§ **Task description**:
Copy all lines in the data that contain the string "true".

(Stored data)
------------------------------------------------------------

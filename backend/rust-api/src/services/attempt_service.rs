//! Attempt lifecycle: batching, progression, completion.
//!
//! Transitions: NotStarted -> InSession(k) -> AwaitingSubmission(k) ->
//! InSession(k+1) -> ... -> Completed. All attempt mutations happen in memory
//! first and are persisted in one write after the next batch (or the
//! completion marker) is ready, so a failed run never commits partial state.

use anyhow::{bail, Context, Result};
use chrono::Utc;
use std::sync::Arc;
use uuid::Uuid;

use crate::metrics::{ANSWERS_RECORDED_TOTAL, ATTEMPTS_STARTED_TOTAL, SESSIONS_SUBMITTED_TOTAL};
use crate::models::{
    AnsweredQuestion, AssessmentTest, Attempt, AttemptInsightsResponse, AttemptProgress,
    CompletionSummary, Difficulty, NextSession, SessionAnalysis, StartAttemptResponse,
    SubmitSessionRequest, SubmitSessionResponse,
};
use crate::services::adaptive;
use crate::services::agent_service::{AgentService, GenerationRequest, SessionSnapshot};
use crate::services::fallback;
use crate::services::learner_store::LearnerStore;

pub struct AttemptService {
    store: Arc<dyn LearnerStore>,
    agent: Arc<AgentService>,
    default_questions_per_session: u32,
}

impl AttemptService {
    pub fn new(
        store: Arc<dyn LearnerStore>,
        agent: Arc<AgentService>,
        default_questions_per_session: u32,
    ) -> Self {
        Self {
            store,
            agent,
            default_questions_per_session,
        }
    }

    pub async fn start_attempt(
        &self,
        test_id: &str,
        learner_id: &str,
    ) -> Result<StartAttemptResponse> {
        let test = self
            .store
            .find_test(test_id)
            .await?
            .with_context(|| format!("Test not found: {test_id}"))?;

        let questions_per_session = self.questions_per_session(&test);
        let batch_size = questions_per_session.min(test.total_questions).max(1);
        let attempt_id = format!("attempt_{}", Uuid::new_v4());

        tracing::info!(
            learner_id,
            test_id,
            batch_size,
            "Starting attempt, generating first batch"
        );

        let outcome = self
            .agent
            .generate_questions(&GenerationRequest {
                topic: test.topic.clone(),
                count: batch_size as usize,
                learner_id: learner_id.to_string(),
                attempt_id: Some(attempt_id.clone()),
                difficulty: Difficulty::Easy,
                session_number: 1,
            })
            .await
            .context("Failed to generate the first question batch")?;

        let attempt = Attempt {
            attempt_id: attempt_id.clone(),
            test_id: test_id.to_string(),
            learner_id: learner_id.to_string(),
            results: Vec::new(),
            current_difficulty: Difficulty::Easy,
            index: 0,
            current_session: 0,
            current_session_questions: outcome.payload.clone(),
            session_analytics: Vec::new(),
            completed: false,
            started_at: Utc::now(),
            completed_at: None,
        };

        self.store.insert_attempt(&attempt).await?;
        ATTEMPTS_STARTED_TOTAL.inc();

        let used_fallback = outcome.used_fallback();
        Ok(StartAttemptResponse {
            attempt_id,
            session_number: 1,
            total_sessions: test.total_questions.div_ceil(questions_per_session),
            questions_in_session: outcome.payload.len() as u32,
            questions: outcome.payload,
            total_questions: test.total_questions,
            used_fallback,
        })
    }

    pub async fn submit_session(
        &self,
        attempt_id: &str,
        request: SubmitSessionRequest,
    ) -> Result<SubmitSessionResponse> {
        let mut attempt = self
            .store
            .find_attempt(attempt_id)
            .await?
            .with_context(|| format!("Attempt not found: {attempt_id}"))?;

        // Completion is irreversible; a completed attempt rejects submissions
        // without touching its results.
        if attempt.completed {
            bail!("Attempt already completed: {attempt_id}");
        }
        if request.answers.is_empty() {
            bail!("No answers submitted");
        }

        let expected = attempt.current_session_questions.len();
        if expected > 0 && request.answers.len() != expected {
            bail!(
                "Submitted {} answers for a batch of {expected}",
                request.answers.len()
            );
        }

        let test = self
            .store
            .find_test(&attempt.test_id)
            .await?
            .with_context(|| format!("Test not found: {}", attempt.test_id))?;

        // Append the batch to the attempt's history (in memory until the
        // whole transition is ready to persist).
        for answer in &request.answers {
            let correct_label = if answer.is_correct { "true" } else { "false" };
            ANSWERS_RECORDED_TOTAL.with_label_values(&[correct_label]).inc();

            attempt.results.push(AnsweredQuestion {
                question_id: answer.question_id.clone(),
                question_text: answer.question_text.clone(),
                selected_answer: answer.selected_answer.clone(),
                correct_answer: answer.correct_answer.clone(),
                is_correct: answer.is_correct,
                stress: adaptive::normalize_stress(answer.stress),
                time_taken_secs: answer.time_taken_secs,
                difficulty: answer.difficulty.unwrap_or(attempt.current_difficulty),
                stress_level: answer.stress_level,
                dominant_emotion: answer.dominant_emotion.clone(),
            });
        }
        let answered = request.answers.len();
        attempt.index += answered as u32;

        // Session aggregates, all on the 0-1 stress scale.
        let batch = &attempt.results[attempt.results.len() - answered..];
        let correct_count = batch.iter().filter(|a| a.is_correct).count() as u32;
        let accuracy = correct_count as f64 / answered as f64;
        let avg_stress = batch.iter().map(|a| a.stress).sum::<f64>() / answered as f64;
        let avg_time_secs = batch.iter().map(|a| a.time_taken_secs).sum::<f64>() / answered as f64;

        let avg_emotion_stress = if request.emotion_samples.is_empty() {
            0.0
        } else {
            request
                .emotion_samples
                .iter()
                .map(|s| adaptive::normalize_stress(s.stress_level))
                .sum::<f64>()
                / request.emotion_samples.len() as f64
        };
        let dominant_emotions: Vec<String> = request
            .emotion_samples
            .iter()
            .map(|s| s.dominant_emotion.clone())
            .collect();

        // Escalation needs every stress signal low; relief triggers on the
        // worst one. The max of both averages captures that.
        let effective_stress = avg_stress.max(avg_emotion_stress);

        let snapshot = SessionSnapshot {
            topic: test.topic.clone(),
            learner_id: attempt.learner_id.clone(),
            attempt_id: attempt.attempt_id.clone(),
            session_number: attempt.current_session + 1,
            current_difficulty: attempt.current_difficulty,
            outcomes: batch.iter().map(|a| (a.is_correct, a.difficulty)).collect(),
            accuracy,
            avg_stress: effective_stress,
            avg_time_secs,
            dominant_emotion: dominant_emotions.first().cloned(),
        };

        let (recommendation, next_difficulty, used_fallback) =
            match self.agent.analyze_session(&snapshot).await {
                Ok(outcome) => {
                    let used_fallback = outcome.used_fallback();
                    let payload = outcome.payload;
                    (payload.recommendation, payload.next_difficulty, used_fallback)
                }
                Err(e) => {
                    // Model analysis failed outright; decide with the fixed
                    // rule instead of surfacing the failure.
                    tracing::warn!(error = %e, "Session analysis failed, applying fixed rule");
                    let (feedback, next) = fallback::generate_analysis(
                        accuracy,
                        effective_stress,
                        avg_time_secs,
                        attempt.current_difficulty,
                    );
                    (feedback, next, true)
                }
            };

        let session_analysis = SessionAnalysis {
            session_number: attempt.current_session + 1,
            questions_answered: answered as u32,
            correct_answers: correct_count,
            accuracy,
            avg_stress,
            avg_emotion_stress,
            avg_time_secs,
            dominant_emotions,
            recommendation,
            next_difficulty,
            used_fallback,
        };

        tracing::info!(
            attempt_id,
            session = session_analysis.session_number,
            accuracy = %format!("{:.0}%", accuracy * 100.0),
            next_difficulty = %next_difficulty,
            used_fallback,
            "Session analyzed"
        );

        attempt.session_analytics.push(session_analysis.clone());
        attempt.current_difficulty = next_difficulty;
        attempt.current_session += 1;

        if attempt.index >= test.total_questions {
            attempt.completed = true;
            attempt.completed_at = Some(Utc::now());
            attempt.current_session_questions = Vec::new();

            self.store.update_attempt(&attempt).await?;
            self.record_emotions(&attempt, &request).await;
            SESSIONS_SUBMITTED_TOTAL.with_label_values(&["completed"]).inc();

            let total_correct = attempt.results.iter().filter(|r| r.is_correct).count() as u32;
            let total_questions = attempt.results.len() as u32;
            tracing::info!(attempt_id, total_correct, total_questions, "Attempt completed");

            return Ok(SubmitSessionResponse {
                done: true,
                session_analysis,
                next_session: None,
                progress: None,
                completion: Some(CompletionSummary {
                    total_correct,
                    total_questions,
                    final_accuracy: total_correct as f64 / total_questions.max(1) as f64,
                }),
            });
        }

        let questions_per_session = self.questions_per_session(&test);
        let remaining = attempt.questions_remaining(test.total_questions);
        let next_batch_size = questions_per_session.min(remaining);

        let outcome = match self
            .agent
            .generate_questions(&GenerationRequest {
                topic: test.topic.clone(),
                count: next_batch_size as usize,
                learner_id: attempt.learner_id.clone(),
                attempt_id: Some(attempt.attempt_id.clone()),
                difficulty: attempt.current_difficulty,
                session_number: attempt.current_session + 1,
            })
            .await
        {
            Ok(outcome) => outcome,
            Err(e) => {
                // Nothing has been persisted yet, so the submission can be
                // retried cleanly.
                SESSIONS_SUBMITTED_TOTAL.with_label_values(&["failed"]).inc();
                return Err(e).context("Failed to generate the next session questions");
            }
        };

        attempt.current_session_questions = outcome.payload.clone();
        self.store.update_attempt(&attempt).await?;
        self.record_emotions(&attempt, &request).await;
        SESSIONS_SUBMITTED_TOTAL.with_label_values(&["advanced"]).inc();

        let next_used_fallback = outcome.used_fallback();
        Ok(SubmitSessionResponse {
            done: false,
            session_analysis,
            next_session: Some(NextSession {
                session_number: attempt.current_session + 1,
                questions_in_session: outcome.payload.len() as u32,
                questions: outcome.payload,
                used_fallback: next_used_fallback,
            }),
            progress: Some(AttemptProgress {
                questions_answered: attempt.index,
                total_questions: test.total_questions,
                percent_complete: (attempt.index * 100 / test.total_questions.max(1)),
            }),
            completion: None,
        })
    }

    pub async fn insights(&self, attempt_id: &str) -> Result<AttemptInsightsResponse> {
        let attempt = self
            .store
            .find_attempt(attempt_id)
            .await?
            .with_context(|| format!("Attempt not found: {attempt_id}"))?;

        let total = attempt.results.len() as u32;
        let correct = attempt.results.iter().filter(|r| r.is_correct).count() as u32;
        let avg_stress = if total > 0 {
            attempt.results.iter().map(|r| r.stress).sum::<f64>() / total as f64
        } else {
            0.0
        };

        Ok(AttemptInsightsResponse {
            accuracy: if total > 0 {
                correct as f64 / total as f64
            } else {
                0.0
            },
            avg_stress,
            results: attempt.results,
            total_questions: total,
            correct_answers: correct,
            completed: attempt.completed,
        })
    }

    fn questions_per_session(&self, test: &AssessmentTest) -> u32 {
        test.questions_per_session
            .filter(|n| *n > 0)
            .unwrap_or(self.default_questions_per_session)
            .max(1)
    }

    /// Emotion records are auxiliary analytics; a failed write is logged but
    /// never fails the submission that has already been committed.
    async fn record_emotions(&self, attempt: &Attempt, request: &SubmitSessionRequest) {
        if request.emotion_samples.is_empty() {
            return;
        }
        if let Err(e) = self
            .store
            .insert_emotion_samples(
                &attempt.learner_id,
                &attempt.attempt_id,
                &request.emotion_samples,
            )
            .await
        {
            tracing::warn!(error = %e, "Failed to record emotion samples");
        }
    }
}
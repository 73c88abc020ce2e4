//! Extraction of structured payloads from free-form model output.
//!
//! The model routinely wraps its JSON in prose or markdown fences, so we
//! locate the first opening bracket of the expected shape, scan to its
//! balanced close (string- and escape-aware), and decode only that slice.
//! Failures are reported as `None`, never as a partial result.

use serde::{Deserialize, Serialize};

use crate::models::{Difficulty, GeneratedQuestion};

/// Analysis object the model is instructed to emit after a session.
#[derive(Debug, Clone, Serialize, Deserialize)]
#[serde(rename_all = "camelCase")]
pub struct AnalysisPayload {
    #[serde(default)]
    pub overall_assessment: String,
    #[serde(default)]
    pub accuracy: f64,
    #[serde(default)]
    pub strengths: Vec<String>,
    #[serde(default)]
    pub weaknesses: Vec<String>,
    pub recommendation: String,
    pub next_difficulty: Difficulty,
    #[serde(default)]
    pub emotional_insight: Option<String>,
}

/// Parse a question set out of raw model text. Returns `None` unless the
/// decoded array has exactly `expected_count` elements, each carrying a
/// non-empty question, a non-empty correct answer, and a plausible options
/// list.
pub fn extract_question_set(text: &str, expected_count: usize) -> Option<Vec<GeneratedQuestion>> {
    let slice = balanced_slice(text, '[', ']')?;
    let questions: Vec<GeneratedQuestion> = serde_json::from_str(slice).ok()?;

    if questions.len() != expected_count {
        tracing::warn!(
            expected = expected_count,
            got = questions.len(),
            "Model returned wrong question count"
        );
        return None;
    }

    let all_valid = questions.iter().all(|q| {
        !q.question.trim().is_empty()
            && !q.correct_answer.trim().is_empty()
            && !q.explanation.trim().is_empty()
            && q.options.len() >= 2
            && q.options.iter().all(|o| !o.trim().is_empty())
    });

    all_valid.then_some(questions)
}

/// Parse a session-analysis object out of raw model text.
pub fn extract_analysis(text: &str) -> Option<AnalysisPayload> {
    let slice = balanced_slice(text, '{', '}')?;
    serde_json::from_str(slice).ok()
}

/// Find the first `open` character outside a string literal and return the
/// slice up to and including its matching `close`. Tracks nesting depth and
/// skips over string contents so brackets inside question text do not break
/// the match. Returns `None` for unbalanced or truncated input.
fn balanced_slice(text: &str, open: char, close: char) -> Option<&str> {
    let mut depth = 0usize;
    let mut start = None;
    let mut in_string = false;
    let mut escaped = false;

    for (i, c) in text.char_indices() {
        if in_string {
            if escaped {
                escaped = false;
            } else if c == '\\' {
                escaped = true;
            } else if c == '"' {
                in_string = false;
            }
            continue;
        }

        if c == '"' {
            if start.is_some() {
                in_string = true;
            }
        } else if c == open {
            if depth == 0 {
                start = Some(i);
            }
            depth += 1;
        } else if c == close {
            if depth == 0 {
                continue;
            }
            depth -= 1;
            if depth == 0 {
                let s = start?;
                return Some(&text[s..i + c.len_utf8()]);
            }
        }
    }

    None
}
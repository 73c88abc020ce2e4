use chrono::{DateTime, Utc};
use serde::{Deserialize, Serialize};

/// One aggregated emotion reading submitted alongside a session batch.
/// `stress_level` is on the canonical 0-1 scale.
#[derive(Debug, Clone, Serialize, Deserialize)]
pub struct EmotionSample {
    pub stress_level: f64,
    pub dominant_emotion: String,
    #[serde(skip_serializing_if = "Option::is_none")]
    pub question_number: Option<u32>,
}

/// Persisted emotion reading, queryable by the emotion-pattern tool.
#[derive(Debug, Clone, Serialize, Deserialize)]
pub struct EmotionRecord {
    pub learner_id: String,
    #[serde(skip_serializing_if = "Option::is_none")]
    pub attempt_id: Option<String>,
    pub stress_level: f64,
    pub dominant_emotion: String,
    #[serde(skip_serializing_if = "Option::is_none")]
    pub question_number: Option<u32>,
    pub timestamp: DateTime<Utc>,
}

------------------------------------------------------------

§ **Answer section**:
            let correct_label = if answer.is_correct { "true" } else { "false" };
                    (feedback, next, true)
            attempt.completed = true;
                done: true,
                escaped = true;
                in_string = true;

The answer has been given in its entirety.